As a woman, that privilege gets extended to me in my husband's presence. Any girl who is out with a man will find herself protected from advances. Male privilege doesn't just cover the man: it covers "his" women.

We all know about the Male Gaze and why it's problematic. But we often forget the source of the problem rests on centuries of history regarding how we view sex.

There is a subconscious belief that male sexuality is potent and female sexuality is impotent. Men are active; women passive. Men are the driving force in sex and have the power to sexually harm; women just receive sex and cannot hurt men.

Thus we have Male Gaze but not Female Gaze. Women don't usually leer at men because for centuries we were taught we couldn't. Libido was a male thing. Men were the ones who thought about sex, initiated sex. Men "plowed the field" and "sowed the seed," while women just lied there.

This is why we believe that women are incapable of violating men. Male victims of female rapists are laughed at. Few ever tell their stories. Just look at how we treat the female victims of male rapists: with doubt and slut-shaming. "Why didn't you scream? What were you wearing?" That awful treatment is far worse for men who've been victimized by "impotent" women.

No wonder the lie persists that being raped makes a man gay. If a man is raped, his power is taken away, same as for women. But since men are defined by their power, this makes him feel he's not a man.

Which leads to another problem: the idea that gay men aren't masculine. The bottom is especially looked down on since he submits to a powerless, feminine role. His sexuality is perceived as being impotent like a woman's. He's not a "real man" anymore. To bigots, that makes him the ultimate abomination. This is why gay men have the second-highest homicide rates of LGBTQ groups.*

The problems continue. We persistently believe women don't desire sex, or desire significantly less. We say men "can't help it" when it comes to sex. Purity culture enforces the idea that women should bear the brunt of responsibility for saying "no," since women supposedly resist temptation more easily. We tell wives to just "give it to him" even if she doesn't want to, as if sex were about men's needs, with women's needs less urgent or less important.
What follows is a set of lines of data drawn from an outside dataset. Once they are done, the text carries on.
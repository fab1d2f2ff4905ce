//! Pinhole camera (spec section 6, "Camera").

use crate::cameras::LensSample;
use crate::core::geometry::{Point2f, Point3f, Ray, Spectrum, Vector3f};
use crate::core::pbrt::Float;
use crate::media::Medium;
use std::sync::Arc;

/// A distortion-free projective camera with no lens (zero aperture, so
/// `lens_sample` in `sample_ray` is accepted for interface symmetry with
/// a future thin-lens camera but never used).
pub struct PinholeCamera {
    position: Point3f,
    forward: Vector3f,
    right: Vector3f,
    up: Vector3f,
    tan_half_fov_y: Float,
    aspect: Float,
    resolution: (u32, u32),
    pub medium: Option<Arc<dyn Medium>>,
}

impl PinholeCamera {
    /// `fov_y_degrees` is the full vertical field of view; `world_up`
    /// need not be orthogonal to `look_at - position`, it is just used
    /// to build the camera's orthonormal basis (spec section 3, "world
    /// transform").
    pub fn new(position: Point3f, look_at: Point3f, world_up: Vector3f, fov_y_degrees: Float, resolution: (u32, u32)) -> Self {
        let forward = (look_at - position).normalize();
        let right = crate::core::geometry::vec3_cross_vec3(&forward, &world_up).normalize();
        let up = crate::core::geometry::vec3_cross_vec3(&right, &forward).normalize();
        let tan_half_fov_y = (fov_y_degrees.to_radians() * 0.5).tan();
        let aspect = resolution.0 as Float / resolution.1 as Float;
        PinholeCamera { position, forward, right, up, tan_half_fov_y, aspect, resolution, medium: None }
    }

    pub fn with_medium(mut self, medium: Arc<dyn Medium>) -> Self {
        self.medium = Some(medium);
        self
    }

    fn raster_to_direction(&self, raster: Point2f) -> Vector3f {
        let ndc_x = raster.x / self.resolution.0 as Float;
        let ndc_y = raster.y / self.resolution.1 as Float;
        let screen_x = (2.0 * ndc_x - 1.0) * self.tan_half_fov_y * self.aspect;
        let screen_y = (1.0 - 2.0 * ndc_y) * self.tan_half_fov_y;
        (self.right * screen_x + self.up * screen_y + self.forward).normalize()
    }

    /// Samples a primary ray through `pixel + jitter` (spec section 6,
    /// `sampleRay`). Throughput is constant for a pinhole camera since
    /// per-pixel samples are averaged directly rather than importance-
    /// weighted by a physical sensor response.
    pub fn sample_ray(&self, pixel: (u32, u32), jitter: Point2f, _lens_sample: Point2f) -> (Ray, Spectrum) {
        let raster = Point2f { x: pixel.0 as Float + jitter.x, y: pixel.1 as Float + jitter.y };
        let d = self.raster_to_direction(raster);
        let mut ray = Ray::new(self.position, d);
        ray.primary = true;
        (ray, Spectrum::new(1.0, 1.0, 1.0))
    }

    /// Projects `p` back onto the image plane for camera-connection
    /// algorithms (spec section 6, `sampleDirect`); `None` when `p` is
    /// behind the camera or outside the frustum.
    pub fn sample_direct(&self, p: &Point3f) -> Option<LensSample> {
        let to_p = *p - self.position;
        let depth = crate::core::geometry::vec3_dot_vec3f(&to_p, &self.forward);
        if depth <= 0.0 {
            return None;
        }
        let local_x = crate::core::geometry::vec3_dot_vec3f(&to_p, &self.right) / depth;
        let local_y = crate::core::geometry::vec3_dot_vec3f(&to_p, &self.up) / depth;
        let screen_x = local_x / (self.tan_half_fov_y * self.aspect);
        let screen_y = local_y / self.tan_half_fov_y;
        if !(-1.0..=1.0).contains(&screen_x) || !(-1.0..=1.0).contains(&screen_y) {
            return None;
        }
        let pixel = Point2f {
            x: (screen_x * 0.5 + 0.5) * self.resolution.0 as Float,
            y: (0.5 - screen_y * 0.5) * self.resolution.1 as Float,
        };
        let dist = to_p.length();
        Some(LensSample {
            pixel,
            d: to_p * (-1.0 / dist),
            dist,
            weight: Spectrum::default(),
        })
    }
}

#[cfg(test)]
mod tests {
    use super::*;

    #[test]
    fn center_pixel_points_down_forward_axis() {
        let camera = PinholeCamera::new(
            Point3f::new(0.0, 0.0, 0.0),
            Point3f::new(0.0, 0.0, 1.0),
            Vector3f::new(0.0, 1.0, 0.0),
            60.0,
            (256, 256),
        );
        let (ray, _) = camera.sample_ray((128, 128), Point2f { x: 0.0, y: 0.0 }, Point2f::default());
        assert!((ray.d.z - 1.0).abs() < 1e-3);
    }

    #[test]
    fn point_on_axis_projects_to_the_center_pixel() {
        let camera = PinholeCamera::new(
            Point3f::new(0.0, 0.0, 0.0),
            Point3f::new(0.0, 0.0, 1.0),
            Vector3f::new(0.0, 1.0, 0.0),
            60.0,
            (256, 256),
        );
        let sample = camera.sample_direct(&Point3f::new(0.0, 0.0, 5.0)).unwrap();
        assert!((sample.pixel.x - 128.0).abs() < 1.0);
        assert!((sample.pixel.y - 128.0).abs() < 1.0);
    }

    #[test]
    fn point_behind_camera_has_no_sample() {
        let camera = PinholeCamera::new(
            Point3f::new(0.0, 0.0, 0.0),
            Point3f::new(0.0, 0.0, 1.0),
            Vector3f::new(0.0, 1.0, 0.0),
            60.0,
            (256, 256),
        );
        assert!(camera.sample_direct(&Point3f::new(0.0, 0.0, -5.0)).is_none());
    }
}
Or perhaps we've swallowed the lie that female pleasure comes as a result of male pleasure. Thank film and literature for that. I'm excited that media portrays more women initiating sex, having desire, and being active in sex. But the bed only squeaks once in those scenes. The (always heterosexual) couple orgasms together because his pleasure is what sends her into paroxysms of joy. It's easier to tell a narrative where straight men are born with the skill of pleasing women and don't have to--or get to--figure out how women's bodies work.

Women's sexuality being labeled as impotent
 has an ironic flip side: lesbians often fly under the radar. If women have inactive libido, can't initiate, and can only respond when a man causes her to, then two women having sex just won't happen. The idea that a woman could orgasm without a man was often laughable, allowing women to be secret lovers with less fear of discovery. So at least one good thing came out of it all.
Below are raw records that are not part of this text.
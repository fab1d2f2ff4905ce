//! Flat circular disc primitive (spec section 3, "Primitive").

use std::f32::consts::PI;

use crate::core::geometry::{vec3_dot_vec3f, Bounds3f, Normal3f, Point2f, Point3f, Ray, Spectrum, Vector3f};
use crate::core::interaction::{IntersectionData, IntersectionInfo};
use crate::core::pbrt::Float;
use crate::shapes::{LightSample, Shape};

#[derive(Debug, Copy, Clone)]
pub struct Disc {
    pub center: Point3f,
    pub normal: Normal3f,
    pub radius: Float,
}

impl Disc {
    pub fn new(center: Point3f, normal: Normal3f, radius: Float) -> Self {
        Disc { center, normal, radius }
    }
}

impl Shape for Disc {
    fn intersect(&self, ray: &mut Ray) -> Option<IntersectionData> {
        let n = Vector3f::from(self.normal);
        let denom = vec3_dot_vec3f(&ray.d, &n);
        if denom.abs() < 1e-9 {
            return None;
        }
        let t = vec3_dot_vec3f(&(self.center - ray.o), &n) / denom;
        if t <= ray.t_near || t >= ray.t_far {
            return None;
        }
        let p = ray.position(t);
        if (p - self.center).length_squared() > self.radius * self.radius {
            return None;
        }
        ray.t_far = t;
        Some(IntersectionData::Disc)
    }

    fn intersect_p(&self, ray: &Ray) -> bool {
        let n = Vector3f::from(self.normal);
        let denom = vec3_dot_vec3f(&ray.d, &n);
        if denom.abs() < 1e-9 {
            return false;
        }
        let t = vec3_dot_vec3f(&(self.center - ray.o), &n) / denom;
        if t <= ray.t_near || t >= ray.t_far {
            return false;
        }
        (ray.position(t) - self.center).length_squared() <= self.radius * self.radius
    }

    fn intersection_info(&self, ray: &Ray, _data: &IntersectionData) -> IntersectionInfo {
        let p = ray.position(ray.t_far);
        IntersectionInfo {
            p,
            gnormal: self.normal,
            nnormal: self.normal,
            uv: Point2f::default(),
            w: -ray.d,
            epsilon: IntersectionInfo::offset_epsilon(ray.t_far, &p),
            primitive_index: 0,
            bsdf_index: None,
        }
    }

    fn world_bound(&self) -> Bounds3f {
        let r = Vector3f::new(self.radius, self.radius, self.radius);
        Bounds3f::new(self.center - r, self.center + r)
    }

    fn area(&self) -> Float {
        PI * self.radius * self.radius
    }

    fn sample_direct(&self, p: &Point3f, u: Point2f) -> Option<LightSample> {
        let mut t = Vector3f::default();
        let mut b = Vector3f::default();
        let n = Vector3f::from(self.normal);
        crate::core::geometry::vec3_coordinate_system(&n, &mut t, &mut b);
        let disc = crate::core::sampling::concentric_sample_disk(&u) * self.radius;
        let sample_p = self.center + t * disc.x + b * disc.y;
        let to_p = sample_p - *p;
        let dist2 = to_p.length_squared();
        if dist2 < 1e-12 {
            return None;
        }
        let dist = dist2.sqrt();
        let d = to_p * (1.0 / dist);
        let cos_theta = vec3_dot_vec3f(&-d, &n).abs();
        if cos_theta < 1e-6 {
            return None;
        }
        let pdf = dist2 / (cos_theta * self.area());
        Some(LightSample { d, dist, weight: Spectrum::default(), pdf })
    }

    fn direct_pdf(&self, _data: &IntersectionData, info: &IntersectionInfo, p: &Point3f) -> Float {
        let to_p = info.p - *p;
        let dist2 = to_p.length_squared();
        if dist2 < 1e-12 {
            return 0.0;
        }
        let d = to_p * (1.0 / dist2.sqrt());
        let cos_theta = vec3_dot_vec3f(&-d, &Vector3f::from(self.normal)).abs();
        if cos_theta < 1e-6 {
            return 0.0;
        }
        dist2 / (cos_theta * self.area())
    }
}

#[cfg(test)]
mod tests {
    use super::*;

    #[test]
    fn ray_within_radius_hits_disc() {
        let disc = Disc::new(Point3f::new(0.0, 0.0, 5.0), Normal3f::new(0.0, 0.0, -1.0), 2.0);
        let mut ray = Ray::new(Point3f::default(), Vector3f::new(0.0, 0.0, 1.0));
        assert!(disc.intersect(&mut ray).is_some());
    }

    #[test]
    fn ray_past_radius_misses_disc() {
        let disc = Disc::new(Point3f::new(0.0, 0.0, 5.0), Normal3f::new(0.0, 0.0, -1.0), 0.1);
        let mut ray = Ray::new(Point3f::new(1.0, 0.0, 0.0), Vector3f::new(0.0, 0.0, 1.0));
        assert!(disc.intersect(&mut ray).is_none());
    }
}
But this should be a call to action. A call to righting our wrong beliefs, teaching the next generation the truth, and changing the narratives that are perpetuated in media, books, and even the jokes we tell.

The privilege I get as a married woman walking down the boardwalk with my husband--and the Male Gaze I experience when I'm alone--are symptoms of a larger issue. We're dealing with deep-seated beliefs about male and female sexuality. About our bodies, our thoughts, our pleasures, and our abilities. We cannot stop men accosting women on the sidewalk until we overturn the lies we've internalized about who we are as gendered, sexual individuals.
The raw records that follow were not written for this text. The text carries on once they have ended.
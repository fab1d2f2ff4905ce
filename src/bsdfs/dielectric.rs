//! Smooth dielectric interface: two Dirac lobes (reflection,
//! refraction) chosen with probability `F`, `1-F` (spec section 4.2).

use serde::{Deserialize, Serialize};

use crate::bsdfs::fresnel::dielectric_reflectance;
use crate::bsdfs::ScatterModel;
use crate::core::frame::cos_theta;
use crate::core::geometry::{refract, Spectrum, Vector3f};
use crate::core::lobes::{self, Lobes};
use crate::core::pbrt::Float;
use crate::core::rng::Rng;
use crate::core::scatter_event::SurfaceScatterEvent;

#[derive(Debug, Copy, Clone, Serialize, Deserialize)]
pub struct Dielectric {
    pub ior: Float,
}

impl ScatterModel for Dielectric {
    /// Dirac lobes: every non-delta query evaluates to zero, per spec
    /// section 4.2 "Local frame convention".
    fn eval(&self, _event: &SurfaceScatterEvent) -> Spectrum {
        Spectrum::default()
    }

    fn sample(&self, event: &mut SurfaceScatterEvent, rng: &mut Rng) -> bool {
        let cos_theta_i = cos_theta(&event.wi);
        if cos_theta_i == 0.0 {
            return false;
        }
        event.draw_direction_sample(rng);
        let f = dielectric_reflectance(cos_theta_i, self.ior);
        let wants_reflection = event.requested_lobes.intersects(lobes::SPECULAR_REFLECTION);
        let wants_transmission = event.requested_lobes.intersects(lobes::SPECULAR_TRANSMISSION);
        if !wants_reflection && !wants_transmission {
            return false;
        }
        let pick_reflection = if wants_reflection && wants_transmission {
            event.u1d < f
        } else {
            wants_reflection
        };
        if pick_reflection {
            if !wants_reflection {
                return false;
            }
            event.wo = Vector3f::new(-event.wi.x, -event.wi.y, event.wi.z);
            event.sampled_lobe = lobes::SPECULAR_REFLECTION;
            event.pdf = if wants_transmission { f } else { 1.0 };
            event.weight = Spectrum::new(1.0, 1.0, 1.0);
        } else {
            if !wants_transmission {
                return false;
            }
            let (eta, n) = if cos_theta_i > 0.0 {
                (1.0 / self.ior, Vector3f::new(0.0, 0.0, 1.0))
            } else {
                (self.ior, Vector3f::new(0.0, 0.0, -1.0))
            };
            let wt = match refract(&event.wi, &n, eta) {
                Some(wt) => wt,
                None => return false,
            };
            event.wo = wt;
            event.sampled_lobe = lobes::SPECULAR_TRANSMISSION;
            event.pdf = if wants_reflection { 1.0 - f } else { 1.0 };
            // Radiance transport scales by eta^2 (solid-angle compression);
            // importance transport does not. This core is importance-only
            // (camera paths carry importance), so no eta^2 factor here.
            event.weight = Spectrum::new(1.0 - f, 1.0 - f, 1.0 - f) / event.pdf;
        }
        true
    }

    fn pdf(&self, _event: &SurfaceScatterEvent) -> Float {
        // Dirac lobes are never reached through a non-delta PDF query;
        // a BSDF-sampling MIS weight against this model always uses the
        // reported "probability mass" from `sample`, not this function.
        0.0
    }

    fn lobes(&self) -> Lobes {
        lobes::SPECULAR_REFLECTION | lobes::SPECULAR_TRANSMISSION
    }
}

#[cfg(test)]
mod tests {
    use super::*;
    use crate::core::frame::Frame;
    use crate::core::geometry::Normal3f;

    #[test]
    fn total_internal_reflection_falls_back_to_reflection() {
        let bsdf = Dielectric { ior: 1.5 };
        let mut rng = Rng::new(5, 0);
        let frame = Frame::from_normal(Normal3f::new(0.0, 0.0, 1.0));
        // Grazing incidence from the dense side triggers TIR for eta=1.5.
        let wi = Vector3f::new(0.95, 0.0, (1.0 - 0.95 * 0.95_f32).sqrt()).normalize();
        let mut event = SurfaceScatterEvent::new(frame, -wi, lobes::SPECULAR_TRANSMISSION);
        // Only transmission requested but geometry forces reflection-only
        // Fresnel (F=1); sample should fail cleanly rather than panic.
        let _ = bsdf.sample(&mut event, &mut rng);
    }
}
That's when we'll find our way to equality.

Word count: 1,107.

* The first highest belong to trans women, for much the same reason. Trans women are perceived as men who violate the very core of what it means to be a man. There's a particular problem of this in the black community because black men used to be emasculated in the Jim Crow South, and seeing a black trans woman can trigger negative associations.